[The data — start]
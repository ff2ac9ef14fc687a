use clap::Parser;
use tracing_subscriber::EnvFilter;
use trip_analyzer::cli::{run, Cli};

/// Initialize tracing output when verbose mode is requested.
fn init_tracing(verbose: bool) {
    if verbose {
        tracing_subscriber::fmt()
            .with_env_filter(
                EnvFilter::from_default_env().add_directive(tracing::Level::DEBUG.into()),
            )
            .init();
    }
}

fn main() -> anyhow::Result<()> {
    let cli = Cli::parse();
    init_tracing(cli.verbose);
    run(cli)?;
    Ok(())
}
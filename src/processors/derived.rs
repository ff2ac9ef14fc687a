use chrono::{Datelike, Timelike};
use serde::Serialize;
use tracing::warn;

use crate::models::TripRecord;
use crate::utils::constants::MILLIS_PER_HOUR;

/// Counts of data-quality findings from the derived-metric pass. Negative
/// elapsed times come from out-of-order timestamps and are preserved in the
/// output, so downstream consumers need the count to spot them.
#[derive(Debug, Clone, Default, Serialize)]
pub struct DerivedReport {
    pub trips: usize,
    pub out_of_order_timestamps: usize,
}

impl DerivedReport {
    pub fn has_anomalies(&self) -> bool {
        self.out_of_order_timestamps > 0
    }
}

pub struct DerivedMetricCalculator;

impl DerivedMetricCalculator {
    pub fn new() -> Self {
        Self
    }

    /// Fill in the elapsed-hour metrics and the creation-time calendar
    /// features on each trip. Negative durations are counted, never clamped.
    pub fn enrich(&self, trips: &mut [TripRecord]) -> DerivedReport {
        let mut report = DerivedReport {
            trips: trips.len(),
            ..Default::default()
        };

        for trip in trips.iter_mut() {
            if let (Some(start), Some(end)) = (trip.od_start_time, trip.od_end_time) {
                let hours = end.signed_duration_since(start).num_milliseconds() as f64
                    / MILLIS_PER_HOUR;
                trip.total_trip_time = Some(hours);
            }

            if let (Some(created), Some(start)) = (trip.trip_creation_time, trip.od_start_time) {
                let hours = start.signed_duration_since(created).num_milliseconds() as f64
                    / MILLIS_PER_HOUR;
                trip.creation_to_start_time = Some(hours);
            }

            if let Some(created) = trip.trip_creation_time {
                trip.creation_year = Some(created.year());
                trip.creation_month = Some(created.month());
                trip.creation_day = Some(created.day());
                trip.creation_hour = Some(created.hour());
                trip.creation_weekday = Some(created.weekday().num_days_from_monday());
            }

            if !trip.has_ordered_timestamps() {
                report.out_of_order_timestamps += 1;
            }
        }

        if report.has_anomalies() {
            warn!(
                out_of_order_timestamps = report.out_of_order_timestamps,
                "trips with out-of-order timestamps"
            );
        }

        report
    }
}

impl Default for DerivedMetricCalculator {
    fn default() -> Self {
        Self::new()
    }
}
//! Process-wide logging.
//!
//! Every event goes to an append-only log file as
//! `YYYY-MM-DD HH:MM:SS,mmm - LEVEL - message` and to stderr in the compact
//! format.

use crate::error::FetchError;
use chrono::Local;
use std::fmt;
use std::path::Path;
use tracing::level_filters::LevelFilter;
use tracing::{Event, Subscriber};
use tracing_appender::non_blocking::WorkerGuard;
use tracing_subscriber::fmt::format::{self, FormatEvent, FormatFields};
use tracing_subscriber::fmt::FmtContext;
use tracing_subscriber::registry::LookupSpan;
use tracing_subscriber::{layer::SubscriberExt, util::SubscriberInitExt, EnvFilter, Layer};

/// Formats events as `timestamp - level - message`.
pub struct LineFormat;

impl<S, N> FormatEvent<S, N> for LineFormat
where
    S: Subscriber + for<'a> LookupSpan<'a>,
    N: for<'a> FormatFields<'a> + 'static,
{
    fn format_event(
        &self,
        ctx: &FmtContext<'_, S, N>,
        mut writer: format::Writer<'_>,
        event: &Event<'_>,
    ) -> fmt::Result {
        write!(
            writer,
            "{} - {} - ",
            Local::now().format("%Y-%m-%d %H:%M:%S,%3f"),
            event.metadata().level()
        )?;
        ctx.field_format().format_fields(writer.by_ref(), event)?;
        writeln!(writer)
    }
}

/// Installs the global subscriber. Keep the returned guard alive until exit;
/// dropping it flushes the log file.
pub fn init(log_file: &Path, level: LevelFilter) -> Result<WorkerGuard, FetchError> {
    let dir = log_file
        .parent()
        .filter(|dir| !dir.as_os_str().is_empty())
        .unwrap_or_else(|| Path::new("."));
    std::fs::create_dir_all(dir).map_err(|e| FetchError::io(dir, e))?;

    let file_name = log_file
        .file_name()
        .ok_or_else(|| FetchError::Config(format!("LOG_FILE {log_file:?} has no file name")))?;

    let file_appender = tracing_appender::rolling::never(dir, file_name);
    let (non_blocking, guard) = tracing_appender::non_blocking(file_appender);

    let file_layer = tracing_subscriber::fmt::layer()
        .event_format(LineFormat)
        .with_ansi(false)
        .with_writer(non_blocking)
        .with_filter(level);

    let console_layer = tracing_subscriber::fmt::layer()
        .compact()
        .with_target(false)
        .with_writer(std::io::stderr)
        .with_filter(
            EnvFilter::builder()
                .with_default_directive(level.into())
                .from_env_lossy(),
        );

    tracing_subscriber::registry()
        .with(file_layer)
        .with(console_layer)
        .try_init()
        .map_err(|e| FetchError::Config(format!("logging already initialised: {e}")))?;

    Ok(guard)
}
[The data — finish]
[The data — start]
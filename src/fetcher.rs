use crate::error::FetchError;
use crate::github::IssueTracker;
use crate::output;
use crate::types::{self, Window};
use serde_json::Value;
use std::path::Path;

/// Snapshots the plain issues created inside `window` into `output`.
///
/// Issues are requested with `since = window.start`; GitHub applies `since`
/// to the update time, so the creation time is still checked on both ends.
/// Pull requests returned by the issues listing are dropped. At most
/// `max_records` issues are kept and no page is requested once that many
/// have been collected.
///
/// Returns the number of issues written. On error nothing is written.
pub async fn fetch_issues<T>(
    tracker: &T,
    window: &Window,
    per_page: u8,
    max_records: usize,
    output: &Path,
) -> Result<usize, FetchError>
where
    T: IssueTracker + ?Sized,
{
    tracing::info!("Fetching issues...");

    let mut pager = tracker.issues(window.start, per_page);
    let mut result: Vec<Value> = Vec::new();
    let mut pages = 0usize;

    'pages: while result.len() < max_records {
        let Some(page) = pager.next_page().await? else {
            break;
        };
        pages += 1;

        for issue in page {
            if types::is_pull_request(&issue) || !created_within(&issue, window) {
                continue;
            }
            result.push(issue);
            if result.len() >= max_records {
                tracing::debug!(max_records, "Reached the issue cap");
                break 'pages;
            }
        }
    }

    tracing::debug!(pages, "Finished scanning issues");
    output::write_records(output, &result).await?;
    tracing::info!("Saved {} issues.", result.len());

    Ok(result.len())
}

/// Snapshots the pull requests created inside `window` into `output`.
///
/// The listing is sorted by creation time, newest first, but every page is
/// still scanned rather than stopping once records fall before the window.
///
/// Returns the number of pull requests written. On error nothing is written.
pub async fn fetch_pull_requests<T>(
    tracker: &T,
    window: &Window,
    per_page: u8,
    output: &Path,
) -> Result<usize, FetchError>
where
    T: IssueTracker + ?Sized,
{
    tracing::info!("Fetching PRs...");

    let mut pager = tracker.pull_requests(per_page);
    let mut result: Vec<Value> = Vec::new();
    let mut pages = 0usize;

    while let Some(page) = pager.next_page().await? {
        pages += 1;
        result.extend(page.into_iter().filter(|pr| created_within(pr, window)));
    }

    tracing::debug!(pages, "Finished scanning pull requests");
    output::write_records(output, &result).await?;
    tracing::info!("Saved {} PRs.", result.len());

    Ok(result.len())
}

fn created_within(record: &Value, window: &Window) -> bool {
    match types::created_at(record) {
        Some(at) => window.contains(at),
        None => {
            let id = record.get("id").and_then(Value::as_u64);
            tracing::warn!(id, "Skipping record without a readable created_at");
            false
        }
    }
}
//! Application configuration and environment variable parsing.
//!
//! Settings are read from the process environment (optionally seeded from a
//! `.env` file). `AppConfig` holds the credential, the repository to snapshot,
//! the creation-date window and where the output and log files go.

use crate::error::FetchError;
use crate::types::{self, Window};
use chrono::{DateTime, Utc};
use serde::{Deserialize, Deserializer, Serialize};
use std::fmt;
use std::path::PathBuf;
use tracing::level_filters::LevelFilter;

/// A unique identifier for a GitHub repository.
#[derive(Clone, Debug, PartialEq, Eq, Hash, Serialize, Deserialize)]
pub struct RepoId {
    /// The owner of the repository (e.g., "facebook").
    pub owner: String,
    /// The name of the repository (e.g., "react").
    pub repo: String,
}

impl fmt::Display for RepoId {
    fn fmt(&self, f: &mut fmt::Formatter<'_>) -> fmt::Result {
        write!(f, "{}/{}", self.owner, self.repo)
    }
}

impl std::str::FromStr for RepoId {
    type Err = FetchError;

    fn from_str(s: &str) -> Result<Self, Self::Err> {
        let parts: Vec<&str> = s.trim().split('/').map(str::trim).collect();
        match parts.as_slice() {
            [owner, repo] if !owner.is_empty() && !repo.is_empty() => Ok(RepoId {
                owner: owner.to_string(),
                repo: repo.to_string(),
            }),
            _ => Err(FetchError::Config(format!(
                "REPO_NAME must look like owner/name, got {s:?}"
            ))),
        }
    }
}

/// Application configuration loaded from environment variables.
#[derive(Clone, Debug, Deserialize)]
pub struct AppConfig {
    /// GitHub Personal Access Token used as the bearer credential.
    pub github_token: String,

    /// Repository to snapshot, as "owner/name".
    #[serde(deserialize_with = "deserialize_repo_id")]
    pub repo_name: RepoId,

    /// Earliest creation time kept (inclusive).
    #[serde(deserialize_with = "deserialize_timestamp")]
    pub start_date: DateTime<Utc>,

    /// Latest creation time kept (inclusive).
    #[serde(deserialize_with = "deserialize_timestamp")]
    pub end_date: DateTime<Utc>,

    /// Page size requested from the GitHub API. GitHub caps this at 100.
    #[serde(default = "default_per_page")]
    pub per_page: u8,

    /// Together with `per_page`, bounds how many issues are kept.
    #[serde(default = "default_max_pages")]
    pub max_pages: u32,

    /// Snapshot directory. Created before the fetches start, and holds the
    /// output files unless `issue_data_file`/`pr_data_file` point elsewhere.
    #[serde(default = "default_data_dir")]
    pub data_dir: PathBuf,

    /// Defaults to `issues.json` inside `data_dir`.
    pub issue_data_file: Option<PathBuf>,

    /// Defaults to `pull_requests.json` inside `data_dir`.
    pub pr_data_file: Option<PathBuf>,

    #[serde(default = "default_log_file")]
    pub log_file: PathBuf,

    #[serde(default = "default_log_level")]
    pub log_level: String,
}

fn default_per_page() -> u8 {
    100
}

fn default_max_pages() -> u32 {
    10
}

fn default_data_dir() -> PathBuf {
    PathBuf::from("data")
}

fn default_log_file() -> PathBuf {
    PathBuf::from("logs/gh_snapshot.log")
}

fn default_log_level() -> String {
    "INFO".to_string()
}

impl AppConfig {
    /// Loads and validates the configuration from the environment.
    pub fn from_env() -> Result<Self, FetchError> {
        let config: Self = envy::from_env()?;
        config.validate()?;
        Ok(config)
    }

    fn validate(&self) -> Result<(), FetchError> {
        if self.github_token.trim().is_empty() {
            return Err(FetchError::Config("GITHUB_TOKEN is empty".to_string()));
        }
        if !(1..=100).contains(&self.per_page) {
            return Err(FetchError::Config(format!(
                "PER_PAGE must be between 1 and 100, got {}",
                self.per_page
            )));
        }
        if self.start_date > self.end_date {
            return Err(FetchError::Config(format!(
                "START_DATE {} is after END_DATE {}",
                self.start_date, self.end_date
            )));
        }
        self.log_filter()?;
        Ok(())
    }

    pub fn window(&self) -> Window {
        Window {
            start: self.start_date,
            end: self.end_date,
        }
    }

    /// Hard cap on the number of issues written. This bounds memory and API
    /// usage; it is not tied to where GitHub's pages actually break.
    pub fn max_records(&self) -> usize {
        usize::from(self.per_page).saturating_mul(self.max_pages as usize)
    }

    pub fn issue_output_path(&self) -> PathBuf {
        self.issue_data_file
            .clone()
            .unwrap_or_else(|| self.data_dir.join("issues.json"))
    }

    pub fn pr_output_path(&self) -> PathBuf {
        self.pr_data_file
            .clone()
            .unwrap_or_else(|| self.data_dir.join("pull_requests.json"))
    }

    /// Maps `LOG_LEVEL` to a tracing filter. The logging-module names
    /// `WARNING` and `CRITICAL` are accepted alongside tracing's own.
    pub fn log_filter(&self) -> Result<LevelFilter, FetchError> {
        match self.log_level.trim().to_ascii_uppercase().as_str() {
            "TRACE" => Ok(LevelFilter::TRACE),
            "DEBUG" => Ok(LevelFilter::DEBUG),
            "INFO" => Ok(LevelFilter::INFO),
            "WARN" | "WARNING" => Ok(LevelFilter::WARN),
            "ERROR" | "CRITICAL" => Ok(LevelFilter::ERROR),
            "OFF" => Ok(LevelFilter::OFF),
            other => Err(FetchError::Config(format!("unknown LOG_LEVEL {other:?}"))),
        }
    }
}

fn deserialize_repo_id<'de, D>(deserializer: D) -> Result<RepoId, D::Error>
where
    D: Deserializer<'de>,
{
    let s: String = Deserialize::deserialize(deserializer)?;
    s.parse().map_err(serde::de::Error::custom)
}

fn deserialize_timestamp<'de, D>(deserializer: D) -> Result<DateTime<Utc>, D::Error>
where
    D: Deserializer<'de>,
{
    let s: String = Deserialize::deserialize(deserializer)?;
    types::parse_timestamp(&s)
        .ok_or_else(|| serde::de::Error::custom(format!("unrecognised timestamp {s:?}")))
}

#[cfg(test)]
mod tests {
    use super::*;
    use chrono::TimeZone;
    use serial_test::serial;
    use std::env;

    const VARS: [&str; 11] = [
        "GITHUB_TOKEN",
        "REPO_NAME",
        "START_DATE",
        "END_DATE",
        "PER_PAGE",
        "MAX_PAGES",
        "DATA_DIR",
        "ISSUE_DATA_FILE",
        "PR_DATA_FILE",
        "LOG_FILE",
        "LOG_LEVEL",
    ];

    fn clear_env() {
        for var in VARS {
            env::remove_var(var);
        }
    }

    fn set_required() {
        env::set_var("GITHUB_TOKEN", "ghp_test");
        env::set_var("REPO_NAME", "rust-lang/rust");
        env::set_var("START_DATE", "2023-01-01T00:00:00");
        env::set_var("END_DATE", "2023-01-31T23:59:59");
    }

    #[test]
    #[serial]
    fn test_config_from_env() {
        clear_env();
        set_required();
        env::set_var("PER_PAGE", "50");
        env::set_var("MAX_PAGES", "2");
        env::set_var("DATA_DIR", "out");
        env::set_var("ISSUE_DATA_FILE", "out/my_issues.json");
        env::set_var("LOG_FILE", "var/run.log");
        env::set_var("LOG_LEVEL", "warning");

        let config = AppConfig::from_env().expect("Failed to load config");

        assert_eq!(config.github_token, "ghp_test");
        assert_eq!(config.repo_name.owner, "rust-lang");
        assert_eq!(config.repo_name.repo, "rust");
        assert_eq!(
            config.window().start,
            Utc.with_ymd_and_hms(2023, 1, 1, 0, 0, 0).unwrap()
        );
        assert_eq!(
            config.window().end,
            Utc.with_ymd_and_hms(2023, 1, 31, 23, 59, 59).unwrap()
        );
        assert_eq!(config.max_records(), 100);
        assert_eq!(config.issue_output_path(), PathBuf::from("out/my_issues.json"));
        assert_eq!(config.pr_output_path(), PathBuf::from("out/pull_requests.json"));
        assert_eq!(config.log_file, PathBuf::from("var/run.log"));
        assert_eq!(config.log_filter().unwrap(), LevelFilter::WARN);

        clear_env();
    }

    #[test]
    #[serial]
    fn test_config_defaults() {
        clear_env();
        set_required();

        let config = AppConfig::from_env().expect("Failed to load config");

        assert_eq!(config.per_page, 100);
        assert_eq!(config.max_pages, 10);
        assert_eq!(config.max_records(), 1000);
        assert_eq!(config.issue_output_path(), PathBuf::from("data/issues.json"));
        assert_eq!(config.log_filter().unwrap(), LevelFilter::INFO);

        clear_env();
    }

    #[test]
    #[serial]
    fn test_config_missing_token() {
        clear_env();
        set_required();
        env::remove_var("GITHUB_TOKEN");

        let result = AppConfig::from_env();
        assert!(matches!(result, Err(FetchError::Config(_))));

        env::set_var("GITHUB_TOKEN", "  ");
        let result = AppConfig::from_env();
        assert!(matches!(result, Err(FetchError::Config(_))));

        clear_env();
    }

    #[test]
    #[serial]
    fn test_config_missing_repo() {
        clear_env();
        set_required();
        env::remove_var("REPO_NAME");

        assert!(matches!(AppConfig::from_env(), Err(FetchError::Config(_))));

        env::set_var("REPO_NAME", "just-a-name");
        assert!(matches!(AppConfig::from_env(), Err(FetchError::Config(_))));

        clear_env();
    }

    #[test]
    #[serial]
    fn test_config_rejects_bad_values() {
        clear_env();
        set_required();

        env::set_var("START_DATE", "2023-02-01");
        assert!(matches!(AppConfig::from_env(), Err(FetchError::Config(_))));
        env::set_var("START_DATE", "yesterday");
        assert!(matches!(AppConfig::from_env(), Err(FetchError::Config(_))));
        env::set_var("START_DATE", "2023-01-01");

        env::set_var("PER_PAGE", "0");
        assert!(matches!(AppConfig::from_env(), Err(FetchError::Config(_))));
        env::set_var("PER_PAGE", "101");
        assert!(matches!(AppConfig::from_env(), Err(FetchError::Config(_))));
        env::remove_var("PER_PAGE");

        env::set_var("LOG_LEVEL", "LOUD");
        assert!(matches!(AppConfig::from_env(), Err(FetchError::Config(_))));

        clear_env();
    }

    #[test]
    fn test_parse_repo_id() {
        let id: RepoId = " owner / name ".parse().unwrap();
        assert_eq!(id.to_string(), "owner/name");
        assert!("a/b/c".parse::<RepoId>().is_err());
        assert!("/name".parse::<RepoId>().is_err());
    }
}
[The data — finish]
● **Task objective**
Among the records above, how many lines carry the string "listing"? Reply with the number alone.

● **Task solution**
2